Programas habitacionais impactados
De acordo com William, os atrasos nas ligações de energia impactam negativamente programas habitacionais como Minha Casa Minha Vida, Casa Paulista e Pode Entrar. Como efeito “bola de neve”, esses programas passam a ter sua eficiência, credibilidade e a confiança de seus parceiros e investidores afetada. “Não podemos deixar de lado também o fato que as construtoras e incorporadoras impactadas pelo desacordo contratual também enfrentam danos à sua reputação e credibilidade. Ademais, há atrasos na recuperação de seus investimentos, incertezas e uma percepção de risco elevado.
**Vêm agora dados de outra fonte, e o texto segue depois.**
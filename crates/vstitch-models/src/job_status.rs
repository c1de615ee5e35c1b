//! Job status lifecycle.
//!
//! Status moves along `QUEUED -> PROCESSING -> {COMPLETED | FAILED}`. The only
//! backward edge is `PROCESSING -> QUEUED`, taken by the shutdown requeue.

use std::fmt;
use std::str::FromStr;

use schemars::JsonSchema;
use serde::{Deserialize, Serialize};

use crate::input::ValidationError;

/// Job processing status.
#[derive(Debug, Clone, Copy, PartialEq, Eq, Hash, Serialize, Deserialize, JsonSchema, Default)]
#[serde(rename_all = "SCREAMING_SNAKE_CASE")]
pub enum JobStatus {
    /// Job is waiting for a worker
    #[default]
    Queued,
    /// Job is claimed and being processed
    Processing,
    /// Job finished and its output descriptor is set
    Completed,
    /// Job failed; the error detail is set
    Failed,
}

impl JobStatus {
    /// Get the persisted string representation of the status.
    pub fn as_str(&self) -> &'static str {
        match self {
            JobStatus::Queued => "QUEUED",
            JobStatus::Processing => "PROCESSING",
            JobStatus::Completed => "COMPLETED",
            JobStatus::Failed => "FAILED",
        }
    }

    /// Check if this is a terminal state (no more updates expected).
    pub fn is_terminal(&self) -> bool {
        matches!(self, JobStatus::Completed | JobStatus::Failed)
    }

    /// Whether moving from `self` to `next` is a legal transition.
    pub fn can_transition_to(&self, next: JobStatus) -> bool {
        matches!(
            (self, next),
            (JobStatus::Queued, JobStatus::Processing)
                | (JobStatus::Processing, JobStatus::Completed)
                | (JobStatus::Processing, JobStatus::Failed)
                | (JobStatus::Processing, JobStatus::Queued)
        )
    }
}

impl fmt::Display for JobStatus {
    fn fmt(&self, f: &mut fmt::Formatter<'_>) -> fmt::Result {
        f.write_str(self.as_str())
    }
}

impl FromStr for JobStatus {
    type Err = ValidationError;

    fn from_str(s: &str) -> Result<Self, Self::Err> {
        match s {
            "QUEUED" => Ok(JobStatus::Queued),
            "PROCESSING" => Ok(JobStatus::Processing),
            "COMPLETED" => Ok(JobStatus::Completed),
            "FAILED" => Ok(JobStatus::Failed),
            other => Err(ValidationError::UnsupportedStatus(other.to_string())),
        }
    }
}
Elas podem, inclusive, incorrer em multas e penalidades legais, enfrentar processos judiciais e perder investidores, caso não entreguem os imóveis no prazo”, finaliza William.
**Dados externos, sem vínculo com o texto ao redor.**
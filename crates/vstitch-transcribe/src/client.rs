//! Transcription function HTTP client.

use std::time::Duration;

use async_trait::async_trait;
use reqwest::Client;
use serde_json::Value;
use tracing::{debug, info, warn};

use crate::error::{TranscribeError, TranscribeResult};
use crate::types::{TranscriptionRequest, TRANSCRIPTION_FIELD};

/// Turns a stored media file into text.
#[async_trait]
pub trait Transcriber: Send + Sync {
    /// Transcribe the object at `storage_path`.
    async fn transcribe(&self, storage_path: &str) -> TranscribeResult<String>;
}

/// Configuration for the transcription client.
#[derive(Debug, Clone)]
pub struct TranscriptionConfig {
    /// Base URL of the functions host
    pub base_url: String,
    /// Function name, appended as `/functions/v1/{name}`
    pub function_name: String,
    /// Bearer token, if the host requires one
    pub api_key: Option<String>,
    /// Request timeout
    pub timeout: Duration,
}

impl Default for TranscriptionConfig {
    fn default() -> Self {
        Self {
            base_url: "http://localhost:54321".to_string(),
            function_name: "whisper-transcribe".to_string(),
            api_key: None,
            timeout: Duration::from_secs(300),
        }
    }
}

impl TranscriptionConfig {
    /// Create config from environment variables.
    pub fn from_env() -> TranscribeResult<Self> {
        let base_url = std::env::var("TRANSCRIPTION_BASE_URL")
            .map_err(|_| TranscribeError::config_error("TRANSCRIPTION_BASE_URL not set"))?;

        Ok(Self {
            base_url,
            function_name: std::env::var("TRANSCRIPTION_FUNCTION")
                .unwrap_or_else(|_| "whisper-transcribe".to_string()),
            api_key: std::env::var("TRANSCRIPTION_API_KEY")
                .ok()
                .filter(|k| !k.is_empty()),
            timeout: Duration::from_secs(
                std::env::var("TRANSCRIPTION_TIMEOUT_SECS")
                    .ok()
                    .and_then(|s| s.parse().ok())
                    .unwrap_or(300),
            ),
        })
    }

    /// Full URL of the function endpoint.
    pub fn endpoint(&self) -> String {
        format!(
            "{}/functions/v1/{}",
            self.base_url.trim_end_matches('/'),
            self.function_name
        )
    }
}

/// Client for the transcription function.
pub struct TranscriptionClient {
    http: Client,
    config: TranscriptionConfig,
}

impl TranscriptionClient {
    /// Create a new client.
    pub fn new(config: TranscriptionConfig) -> TranscribeResult<Self> {
        let http = Client::builder()
            .timeout(config.timeout)
            .user_agent(concat!("vstitch-transcribe/", env!("CARGO_PKG_VERSION")))
            .build()
            .map_err(TranscribeError::Network)?;

        Ok(Self { http, config })
    }

    /// Create from environment variables.
    pub fn from_env() -> TranscribeResult<Self> {
        Self::new(TranscriptionConfig::from_env()?)
    }

    pub fn config(&self) -> &TranscriptionConfig {
        &self.config
    }

    fn invalid_response(&self) -> TranscribeError {
        TranscribeError::InvalidResponse(format!(
            "Invalid or missing transcription data from function '{}'.",
            self.config.function_name
        ))
    }
}

#[async_trait]
impl Transcriber for TranscriptionClient {
    async fn transcribe(&self, storage_path: &str) -> TranscribeResult<String> {
        let url = self.config.endpoint();
        info!(
            "Invoking function '{}' for path: {}",
            self.config.function_name, storage_path
        );

        let mut request = self.http.post(&url).json(&TranscriptionRequest {
            storage_path: storage_path.to_string(),
        });
        if let Some(key) = &self.config.api_key {
            request = request.bearer_auth(key);
        }

        let response = request.send().await?;
        let status = response.status();
        let body = response.text().await?;

        if !status.is_success() {
            return Err(TranscribeError::FunctionFailed {
                function: self.config.function_name.clone(),
                status: status.as_u16(),
                body,
            });
        }

        let text = serde_json::from_str::<Value>(&body)
            .ok()
            .and_then(|v| v.get(TRANSCRIPTION_FIELD)?.as_str().map(str::to_string));

        match text {
            Some(text) => {
                debug!("Transcription received ({} chars)", text.len());
                Ok(text)
            }
            None => {
                warn!(
                    "Unexpected response from {}: {}",
                    self.config.function_name, body
                );
                Err(self.invalid_response())
            }
        }
    }
}

#[cfg(test)]
mod tests {
    use super::*;
    use wiremock::matchers::{body_json, header, method, path};
    use wiremock::{Mock, MockServer, ResponseTemplate};

    fn client_for(server: &MockServer, api_key: Option<&str>) -> TranscriptionClient {
        TranscriptionClient::new(TranscriptionConfig {
            base_url: server.uri(),
            api_key: api_key.map(str::to_string),
            timeout: Duration::from_secs(5),
            ..Default::default()
        })
        .unwrap()
    }

    #[test]
    fn test_config_defaults() {
        let config = TranscriptionConfig::default();
        assert_eq!(config.function_name, "whisper-transcribe");
        assert_eq!(config.timeout, Duration::from_secs(300));
        assert_eq!(
            config.endpoint(),
            "http://localhost:54321/functions/v1/whisper-transcribe"
        );
    }

    #[tokio::test]
    async fn test_transcribe_returns_text() {
        let server = MockServer::start().await;
        Mock::given(method("POST"))
            .and(path("/functions/v1/whisper-transcribe"))
            .and(header("authorization", "Bearer secret"))
            .and(body_json(serde_json::json!({"storagePath": "user-1/a.mp4"})))
            .respond_with(
                ResponseTemplate::new(200)
                    .set_body_json(serde_json::json!({"transcription": "hello world"})),
            )
            .expect(1)
            .mount(&server)
            .await;

        let text = client_for(&server, Some("secret"))
            .transcribe("user-1/a.mp4")
            .await
            .unwrap();
        assert_eq!(text, "hello world");
    }

    #[tokio::test]
    async fn test_missing_text_field_is_invalid() {
        let server = MockServer::start().await;
        Mock::given(method("POST"))
            .respond_with(
                ResponseTemplate::new(200).set_body_json(serde_json::json!({"text": "hi"})),
            )
            .mount(&server)
            .await;

        let err = client_for(&server, None)
            .transcribe("user-1/a.mp4")
            .await
            .unwrap_err();
        assert!(matches!(err, TranscribeError::InvalidResponse(_)));
        assert!(err
            .to_string()
            .contains("Invalid or missing transcription data"));
    }

    #[tokio::test]
    async fn test_non_string_text_field_is_invalid() {
        let server = MockServer::start().await;
        Mock::given(method("POST"))
            .respond_with(
                ResponseTemplate::new(200)
                    .set_body_json(serde_json::json!({"transcription": 42})),
            )
            .mount(&server)
            .await;

        let err = client_for(&server, None).transcribe("a.mp4").await.unwrap_err();
        assert!(matches!(err, TranscribeError::InvalidResponse(_)));
    }

    #[tokio::test]
    async fn test_error_status_is_not_retried() {
        let server = MockServer::start().await;
        Mock::given(method("POST"))
            .respond_with(ResponseTemplate::new(500).set_body_string("model crashed"))
            .expect(1)
            .mount(&server)
            .await;

        let err = client_for(&server, None).transcribe("a.mp4").await.unwrap_err();
        match err {
            TranscribeError::FunctionFailed { status, body, .. } => {
                assert_eq!(status, 500);
                assert_eq!(body, "model crashed");
            }
            other => panic!("unexpected error: {other}"),
        }
    }
}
Em 2025, o Sinduscon-SP e a FGV Ibre previram um crescimento de 3% no PIB da construção civil.
Em outras palavras, o aumento da demanda por infraestrutura e habitações adequadas, aliado ao crescimento populacional e à urbanização acelerada, intensifica a necessidade de um planejamento urbano eficaz e rápido. Portanto, a conexão consistente com serviços essenciais, como energia elétrica, se torna fundamental para garantir a continuidade de projetos habitacionais e de infraestrutura.
A resposta da Enel
Procurada pela Consumidor Moderno, a Enel Distribuição São Paulo esclarece que vem acelerando a conexão de novos clientes na área de concessão, apesar de as contingências climáticas afetarem, em alguns meses do ano, as obras realizadas pela companhia. A distribuidora realizou, em 2024, cerca de 500 mil ligações novas, sendo 98,8% dentro do prazo regulatório.
No ano passado, a companhia também realizou cerca de 2.700 obras de expansão de rede para atender parte dessas ligações. Desse total, cerca de 1.500 foram executadas no segundo semestre. O número representa um aumento de 43% em relação aos primeiros seis meses do ano. “Isso demonstra a capacidade de execução da empresa, em linha com o aquecimento do setor imobiliário”, diz a nota.
O documento acrescenta que no primeiro trimestre deste ano está aumentando em 70% a capacidade de execução de novas obras.
Por fim, a Enel Distribuição São Paulo esclarece que os prazos são estabelecidos pelo órgão regulador. “Assim, eventuais mudanças nesses prazos impactam todo o setor de distribuição de energia”.